Straalstroom wordt maar weinig geholpen

In een periode zonder poolwervel wordt de ‘gewone’ straalstroom, die zo belangrijk voor ons weer is, van boven maar weinig geholpen. Hij is er wel, maar zal het voor zijn kracht vooral van temperatuurverschillen tussen noord en zuid moeten hebben. Verder is het oppervlaktewater, doordat de winter net is geweest (ook al was de winter van dit jaar, in tegenstelling tot die van bijvoorbeeld 2013, behoorlijk zacht) nog relatief koud. Daardoor komt weinig vocht in de lucht terecht en is de lente vaak een relatief droog seizoen met veel zonneschijn. Dat geldt helemaal als hogedrukgebieden een noordelijke positie opzoeken, wat vaal gebeurt in een periode na een SSW. Het kan dan makkelijk erg droog worden.

Vorig jaar sloeg de droogte meteen in maart toe en ook dit jaar lijken we het punt, waarop we afscheid namen van de westcirculatie die in de winter nog wel vaak tot wasdom komt (zie verhaal afgelopen zondag), al gepasseerd. Het is alweer een tijdje relatief droog in Nederland en ook in de verwachtingen voor de komende tijd zit niet al teveel neerslag meer.

Andere factoren die de komende lente op het weer van invloed kunnen zijn, zijn de La Niña, die in het zeegebied langs de evenaar tussen Zuid-Amerika aan de ene en Indonesië en Australië aan de andere kant van de Grote Oceaan nog steeds bezig is (al verzwakt ze wel), de negatieve PDO op het noordelijke deel van de Grote Oceaan ten westen van de VS, het warme zeewater op de noordelijke helft van de Atlantische Oceaan (het deel ten noorden van de evenaar) en de QBO-west, in de stratosfeer boven de evenaar.

Een lente in twee delen

Tel je het bij elkaar op, dan zou de lente dit jaar weleens in twee helften uiteen kunnen vallen, met mogelijk een vrij koude maartmaand (als resultaat van de twee SSW’s) en dan in de loop van april een overgang naar warmer weer, aanhoudend in mei.

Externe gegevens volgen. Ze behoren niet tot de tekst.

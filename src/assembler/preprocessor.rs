//! Source preprocessing: file inclusion and parameterized macros
//!
//! Runs before the two passes. `%include` lines are replaced in place by
//! the (recursively flattened) contents of the named file. `%MACRO name
//! p1 p2 ...` up to `%ENDM` defines a macro; definitions are removed from
//! the stream and every invocation is expanded with its labels made unique
//! per invocation.

use std::fs;

use super::tokenizer::tokenise_line;
use super::{strip_label_colon, Error};
use crate::logging;

/// One source line tagged with its origin for diagnostics
#[derive(Debug, Clone, Default)]
pub struct LineToken {
    pub text: String,
    pub from_include: bool,
    pub include_name: String,
    pub include_line: usize,
    /// 1-based line within the file the text came from
    pub line_number: usize,
}

#[derive(Debug, Clone, Default)]
struct Macro {
    name: String,
    params: Vec<String>,
    lines: Vec<String>,
    complete: bool,
    file_name: String,
    file_line: usize,
    // definition range in the line stream
    start: usize,
    end: usize,
}

fn origin_of(line: &LineToken, file_name: &str) -> (String, usize) {
    if line.from_include {
        (line.include_name.clone(), line.include_line)
    } else {
        (file_name.to_string(), line.line_number)
    }
}

fn handle_include(
    include_path: &str,
    tokens: &[String],
    line: &LineToken,
    file_name: &str,
) -> Result<Vec<LineToken>, Error> {
    if tokens.len() != 2 {
        let (file, line_number) = origin_of(line, file_name);
        return Err(Error::BadInclude {
            line: line.text.clone(),
            file,
            line_number,
        });
    }

    // the tokenizer keeps quotes on the path argument
    let name = tokens[1].trim_matches(|c: char| c == '"' || c == '\'');
    let filepath = format!("{}{}", include_path, name).replace('\\', "/");
    let source = fs::read_to_string(&filepath).map_err(|_| Error::ReadError {
        path: filepath.clone(),
    })?;

    Ok(source
        .lines()
        .enumerate()
        .map(|(index, text)| LineToken {
            text: text.to_string(),
            from_include: true,
            include_name: filepath.clone(),
            include_line: index + 1,
            line_number: index + 1,
        })
        .collect())
}

/// Resolve `%include` lines, collect and expand macros. Include files are
/// flattened recursively; their macro definitions are picked up by the
/// top-level scan.
pub(super) fn preprocess(
    include_path: &str,
    file_name: &str,
    lines: &mut Vec<LineToken>,
    do_macros: bool,
) -> Result<(), Error> {
    let mut macros: Vec<Macro> = Vec::new();
    let mut building: Option<Macro> = None;

    let mut index = 0;
    while index < lines.len() {
        let line = lines[index].clone();
        if line.text.trim().is_empty() {
            index += 1;
            continue;
        }

        let tokens = tokenise_line(&line.text);
        let first = tokens
            .first()
            .map(|t| t.to_uppercase())
            .unwrap_or_default();

        if first == "%INCLUDE" {
            let mut included = handle_include(include_path, &tokens, &line, file_name)?;
            // flatten nested includes before splicing them in
            preprocess(include_path, file_name, &mut included, false)?;
            lines.splice(index..=index, included);
            // rescan from the first included line
            continue;
        }

        if do_macros {
            if first == "%MACRO" {
                let (file, line_number) = origin_of(&line, file_name);
                if building.is_some() {
                    return Err(Error::BadMacro {
                        reason: "macros must not nest".to_string(),
                        name: tokens.get(1).cloned().unwrap_or_default(),
                        file,
                        line_number,
                    });
                }
                if tokens.len() < 2 {
                    return Err(Error::BadMacro {
                        reason: "missing name".to_string(),
                        name: String::new(),
                        file,
                        line_number,
                    });
                }
                building = Some(Macro {
                    name: tokens[1].clone(),
                    params: tokens[2..].to_vec(),
                    file_name: file,
                    file_line: line_number,
                    start: index,
                    ..Default::default()
                });
            } else if first == "%ENDM" && building.is_some() {
                let mut done = building.take().unwrap();
                done.end = index;
                done.complete = true;
                if macros.iter().any(|m| m.name == done.name) {
                    return Err(Error::Duplicate {
                        name: done.name.clone(),
                        line: line.text.clone(),
                        file: done.file_name.clone(),
                        line_number: done.file_line,
                    });
                }
                macros.push(done);
            } else if let Some(building) = building.as_mut() {
                building.lines.push(line.text.clone());
            }
        }

        index += 1;
    }

    if let Some(unterminated) = building {
        return Err(Error::BadMacro {
            reason: "missing %ENDM".to_string(),
            name: unterminated.name,
            file: unterminated.file_name,
            line_number: unterminated.file_line,
        });
    }

    if do_macros {
        // remove the definitions, then expand invocations
        for done in macros.iter().rev() {
            lines.drain(done.start..=done.end);
        }
        expand_macros(&macros, lines)?;
    }

    Ok(())
}

fn expand_macros(macros: &[Macro], lines: &mut Vec<LineToken>) -> Result<(), Error> {
    let mut instance_id = 0usize;

    for mac in macros {
        let mut found = false;
        let mut invoked = false;

        let mut index = 0;
        while index < lines.len() {
            let line = lines[index].clone();
            if line.text.trim().is_empty() {
                index += 1;
                continue;
            }
            let tokens = tokenise_line(&line.text);
            let at = match tokens.iter().position(|token| *token == mac.name) {
                Some(at) => at,
                None => {
                    index += 1;
                    continue;
                }
            };
            found = true;
            if tokens.len() - at <= mac.params.len() {
                index += 1;
                continue;
            }
            invoked = true;

            let expanded = expand_one(mac, &tokens, at, &line, instance_id);
            instance_id += 1;
            let count = expanded.len();
            lines.splice(index..=index, expanded);
            index += count;
        }

        if !found {
            logging::warning(
                format!("macro is never called : '{}'", mac.name),
                &mac.file_name,
                mac.file_line,
            );
            continue;
        }
        if !invoked {
            return Err(Error::BadMacro {
                reason: "missing macro parameters".to_string(),
                name: mac.name.clone(),
                file: mac.file_name.clone(),
                line_number: mac.file_line,
            });
        }
    }

    Ok(())
}

fn expand_one(
    mac: &Macro,
    tokens: &[String],
    at: usize,
    invocation: &LineToken,
    instance_id: usize,
) -> Vec<LineToken> {
    let mut labels: Vec<String> = Vec::new();
    let mut expanded: Vec<LineToken> = Vec::new();

    for (body_index, body) in mac.lines.iter().enumerate() {
        let body_tokens = tokenise_line(body);
        let has_label = body
            .chars()
            .next()
            .is_some_and(|c| !c.is_whitespace());
        if has_label {
            if let Some(first) = body_tokens.first() {
                labels.push(strip_label_colon(first).to_string());
            }
        }

        // substitute parameters with invocation arguments
        let substituted: Vec<String> = body_tokens
            .iter()
            .map(|token| {
                mac.params
                    .iter()
                    .position(|param| param == token)
                    .map(|p| tokens[at + 1 + p].clone())
                    .unwrap_or_else(|| token.clone())
            })
            .collect();

        // a label on the invocation line moves onto the first expanded line
        let mut text = if at > 0 && body_index == 0 {
            tokens[0].clone()
        } else {
            String::new()
        };
        for (k, token) in substituted.iter().enumerate() {
            if !(has_label && k == 0) {
                text.push(' ');
            }
            text.push_str(token);
        }

        expanded.push(LineToken {
            text,
            ..invocation.clone()
        });
    }

    // hygiene: make this invocation's labels unique
    for line in &mut expanded {
        for label in &labels {
            append_instance_id(&mut line.text, label, instance_id);
        }
    }

    expanded
}

// Appends the id to every occurrence of the label text, position ordered
fn append_instance_id(text: &mut String, label: &str, instance_id: usize) {
    let id = instance_id.to_string();
    let mut from = 0;
    while let Some(pos) = text[from..].find(label).map(|p| p + from) {
        text.insert_str(pos + label.len(), &id);
        from = pos + label.len() + id.len();
    }
}
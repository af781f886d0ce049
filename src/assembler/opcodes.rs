//! Mnemonic lookup table for all three instruction families

/// Instruction family, deciding how operands are resolved and where the
/// bytes land (RAM for vCPU and DB/DW, ROM for native and DBR/DWR)
#[derive(Debug, Clone, Copy, PartialEq, Eq)]
pub enum OpcodeType {
    ReservedDb,
    ReservedDw,
    ReservedDbr,
    ReservedDwr,
    VCpu,
    Native,
}

/// Opcode metadata for one mnemonic
#[derive(Debug, Clone, Copy)]
pub struct InstructionType {
    pub opcode: u8,
    pub branch: u8,
    pub byte_size: usize,
    pub opcode_type: OpcodeType,
}

/// Look up a mnemonic, case-insensitively. `None` means the token is not an
/// instruction at all.
pub fn get_opcode(mnemonic: &str) -> Option<InstructionType> {
    use OpcodeType::*;

    let token = mnemonic.to_uppercase();
    let (opcode, branch, byte_size, opcode_type) = match token.as_str() {
        // vCPU instructions
        "ST" => (0x5E, 0x00, 2, VCpu),
        "STW" => (0x2B, 0x00, 2, VCpu),
        "STLW" => (0xEC, 0x00, 2, VCpu),
        "LD" => (0x1A, 0x00, 2, VCpu),
        "LDI" => (0x59, 0x00, 2, VCpu),
        "LDWI" => (0x11, 0x00, 3, VCpu),
        "LDW" => (0x21, 0x00, 2, VCpu),
        "LDLW" => (0xEE, 0x00, 2, VCpu),
        "ADDW" => (0x99, 0x00, 2, VCpu),
        "SUBW" => (0xB8, 0x00, 2, VCpu),
        "ADDI" => (0xE3, 0x00, 2, VCpu),
        "SUBI" => (0xE6, 0x00, 2, VCpu),
        "LSLW" => (0xE9, 0x00, 1, VCpu),
        "INC" => (0x93, 0x00, 2, VCpu),
        "ANDI" => (0x82, 0x00, 2, VCpu),
        "ANDW" => (0xF8, 0x00, 2, VCpu),
        "ORI" => (0x88, 0x00, 2, VCpu),
        "ORW" => (0xFA, 0x00, 2, VCpu),
        "XORI" => (0x8C, 0x00, 2, VCpu),
        "XORW" => (0xFC, 0x00, 2, VCpu),
        "PEEK" => (0xAD, 0x00, 1, VCpu),
        "DEEK" => (0xF6, 0x00, 1, VCpu),
        "POKE" => (0xF0, 0x00, 2, VCpu),
        "DOKE" => (0xF3, 0x00, 2, VCpu),
        "LUP" => (0x7F, 0x00, 2, VCpu),
        "BRA" => (0x90, 0x00, 2, VCpu),
        "CALL" => (0xCF, 0x00, 2, VCpu),
        "RET" => (0xFF, 0x00, 1, VCpu),
        "PUSH" => (0x75, 0x00, 1, VCpu),
        "POP" => (0x63, 0x00, 1, VCpu),
        "ALLOC" => (0xDF, 0x00, 2, VCpu),
        "SYS" => (0xB4, 0x00, 2, VCpu),
        "DEF" => (0xCD, 0x00, 2, VCpu),

        // vCPU conditional branches, one opcode selected by a branch byte
        "BEQ" => (0x35, 0x3F, 3, VCpu),
        "BNE" => (0x35, 0x72, 3, VCpu),
        "BLT" => (0x35, 0x50, 3, VCpu),
        "BGT" => (0x35, 0x4D, 3, VCpu),
        "BLE" => (0x35, 0x56, 3, VCpu),
        "BGE" => (0x35, 0x53, 3, VCpu),

        // data pseudo-ops
        "DB" => (0x00, 0x00, 2, ReservedDb),
        "DW" => (0x00, 0x00, 3, ReservedDw),
        "DBR" => (0x00, 0x00, 2, ReservedDbr),
        "DWR" => (0x00, 0x00, 3, ReservedDwr),

        // native instructions, high 6 bits of the opcode
        ".LD" => (0x00, 0x00, 2, Native),
        ".NOP" => (0x02, 0x00, 2, Native),
        ".ANDA" => (0x20, 0x00, 2, Native),
        ".ORA" => (0x40, 0x00, 2, Native),
        ".XORA" => (0x60, 0x00, 2, Native),
        ".ADDA" => (0x80, 0x00, 2, Native),
        ".SUBA" => (0xA0, 0x00, 2, Native),
        ".ST" => (0xC0, 0x00, 2, Native),
        ".JMP" => (0xE0, 0x00, 2, Native),
        ".BGT" => (0xE4, 0x00, 2, Native),
        ".BLT" => (0xE8, 0x00, 2, Native),
        ".BNE" => (0xEC, 0x00, 2, Native),
        ".BEQ" => (0xF0, 0x00, 2, Native),
        ".BGE" => (0xF4, 0x00, 2, Native),
        ".BLE" => (0xF8, 0x00, 2, Native),
        ".BRA" => (0xFC, 0x00, 2, Native),

        _ => return None,
    };

    Some(InstructionType {
        opcode,
        branch,
        byte_size,
        opcode_type,
    })
}

#[cfg(test)]
mod tests {
    use super::OpcodeType::*;
    use super::*;

    #[test]
    fn full_listing() {
        let table: &[(&str, u8, u8, usize, OpcodeType)] = &[
            ("ST", 0x5E, 0x00, 2, VCpu),
            ("STW", 0x2B, 0x00, 2, VCpu),
            ("STLW", 0xEC, 0x00, 2, VCpu),
            ("LD", 0x1A, 0x00, 2, VCpu),
            ("LDI", 0x59, 0x00, 2, VCpu),
            ("LDWI", 0x11, 0x00, 3, VCpu),
            ("LDW", 0x21, 0x00, 2, VCpu),
            ("LDLW", 0xEE, 0x00, 2, VCpu),
            ("ADDW", 0x99, 0x00, 2, VCpu),
            ("SUBW", 0xB8, 0x00, 2, VCpu),
            ("ADDI", 0xE3, 0x00, 2, VCpu),
            ("SUBI", 0xE6, 0x00, 2, VCpu),
            ("LSLW", 0xE9, 0x00, 1, VCpu),
            ("INC", 0x93, 0x00, 2, VCpu),
            ("ANDI", 0x82, 0x00, 2, VCpu),
            ("ANDW", 0xF8, 0x00, 2, VCpu),
            ("ORI", 0x88, 0x00, 2, VCpu),
            ("ORW", 0xFA, 0x00, 2, VCpu),
            ("XORI", 0x8C, 0x00, 2, VCpu),
            ("XORW", 0xFC, 0x00, 2, VCpu),
            ("PEEK", 0xAD, 0x00, 1, VCpu),
            ("DEEK", 0xF6, 0x00, 1, VCpu),
            ("POKE", 0xF0, 0x00, 2, VCpu),
            ("DOKE", 0xF3, 0x00, 2, VCpu),
            ("LUP", 0x7F, 0x00, 2, VCpu),
            ("BRA", 0x90, 0x00, 2, VCpu),
            ("CALL", 0xCF, 0x00, 2, VCpu),
            ("RET", 0xFF, 0x00, 1, VCpu),
            ("PUSH", 0x75, 0x00, 1, VCpu),
            ("POP", 0x63, 0x00, 1, VCpu),
            ("ALLOC", 0xDF, 0x00, 2, VCpu),
            ("SYS", 0xB4, 0x00, 2, VCpu),
            ("DEF", 0xCD, 0x00, 2, VCpu),
            ("BEQ", 0x35, 0x3F, 3, VCpu),
            ("BNE", 0x35, 0x72, 3, VCpu),
            ("BLT", 0x35, 0x50, 3, VCpu),
            ("BGT", 0x35, 0x4D, 3, VCpu),
            ("BLE", 0x35, 0x56, 3, VCpu),
            ("BGE", 0x35, 0x53, 3, VCpu),
            ("DB", 0x00, 0x00, 2, ReservedDb),
            ("DW", 0x00, 0x00, 3, ReservedDw),
            ("DBR", 0x00, 0x00, 2, ReservedDbr),
            ("DWR", 0x00, 0x00, 3, ReservedDwr),
            (".LD", 0x00, 0x00, 2, Native),
            (".NOP", 0x02, 0x00, 2, Native),
            (".ANDA", 0x20, 0x00, 2, Native),
            (".ORA", 0x40, 0x00, 2, Native),
            (".XORA", 0x60, 0x00, 2, Native),
            (".ADDA", 0x80, 0x00, 2, Native),
            (".SUBA", 0xA0, 0x00, 2, Native),
            (".ST", 0xC0, 0x00, 2, Native),
            (".JMP", 0xE0, 0x00, 2, Native),
            (".BGT", 0xE4, 0x00, 2, Native),
            (".BLT", 0xE8, 0x00, 2, Native),
            (".BNE", 0xEC, 0x00, 2, Native),
            (".BEQ", 0xF0, 0x00, 2, Native),
            (".BGE", 0xF4, 0x00, 2, Native),
            (".BLE", 0xF8, 0x00, 2, Native),
            (".BRA", 0xFC, 0x00, 2, Native),
        ];

        for &(mnemonic, opcode, branch, byte_size, opcode_type) in table {
            let entry = get_opcode(mnemonic).unwrap();
            assert_eq!(entry.opcode, opcode, "{}", mnemonic);
            assert_eq!(entry.branch, branch, "{}", mnemonic);
            assert_eq!(entry.byte_size, byte_size, "{}", mnemonic);
            assert_eq!(entry.opcode_type, opcode_type, "{}", mnemonic);
        }
    }

    #[test]
    fn case_insensitive() {
        assert_eq!(get_opcode("ldwi").unwrap().opcode, 0x11);
        assert_eq!(get_opcode(".bra").unwrap().opcode, 0xFC);
    }

    #[test]
    fn unknown_mnemonic() {
        assert!(get_opcode("FROBNICATE").is_none());
        assert!(get_opcode("").is_none());
    }
}
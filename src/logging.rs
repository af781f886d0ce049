//! Pretty-printing messages to the console

use colored::Colorize;

/// Pretty-print an error message to the console
pub fn error(error_message: String) {
    let error_title = "error:".red().bold();
    eprintln!("{} {}", error_title, error_message);
}

/// Pretty-print a warning with its source position
pub fn warning(message: String, file: &str, line_number: usize) {
    let warning_title = "warning:".yellow().bold();
    eprintln!(
        "{} {} : in '{}' on line {}",
        warning_title, message, file, line_number
    );
}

De lente als geheel zou op een ongeveer normale temperatuur kunnen uitkomen, met dan wel een qua temperatuur duidelijk van elkaar afwijkende eerste en tweede helft. En met door een verregaande hogedrukinvloed opnieuw veel zon. Voor wat de neerslag betreft, zal veel van maart afhangen. Verloopt de eerste lentemaand droger dan normaal, dan lijken we ons opnieuw ook op een in zijn geheel relatief droge lente te moeten voorbereiden. Lukt het in maart wel om de normale hoeveelheid neerslag binnen te harken, en die kans is er zeker, dan hoeft er in de van nature droge maanden april en mei daarna maar weinig te gebeuren om het ook voor de lente als geheel toch tot de gebruikelijke neerslaghoeveelheid te schoppen.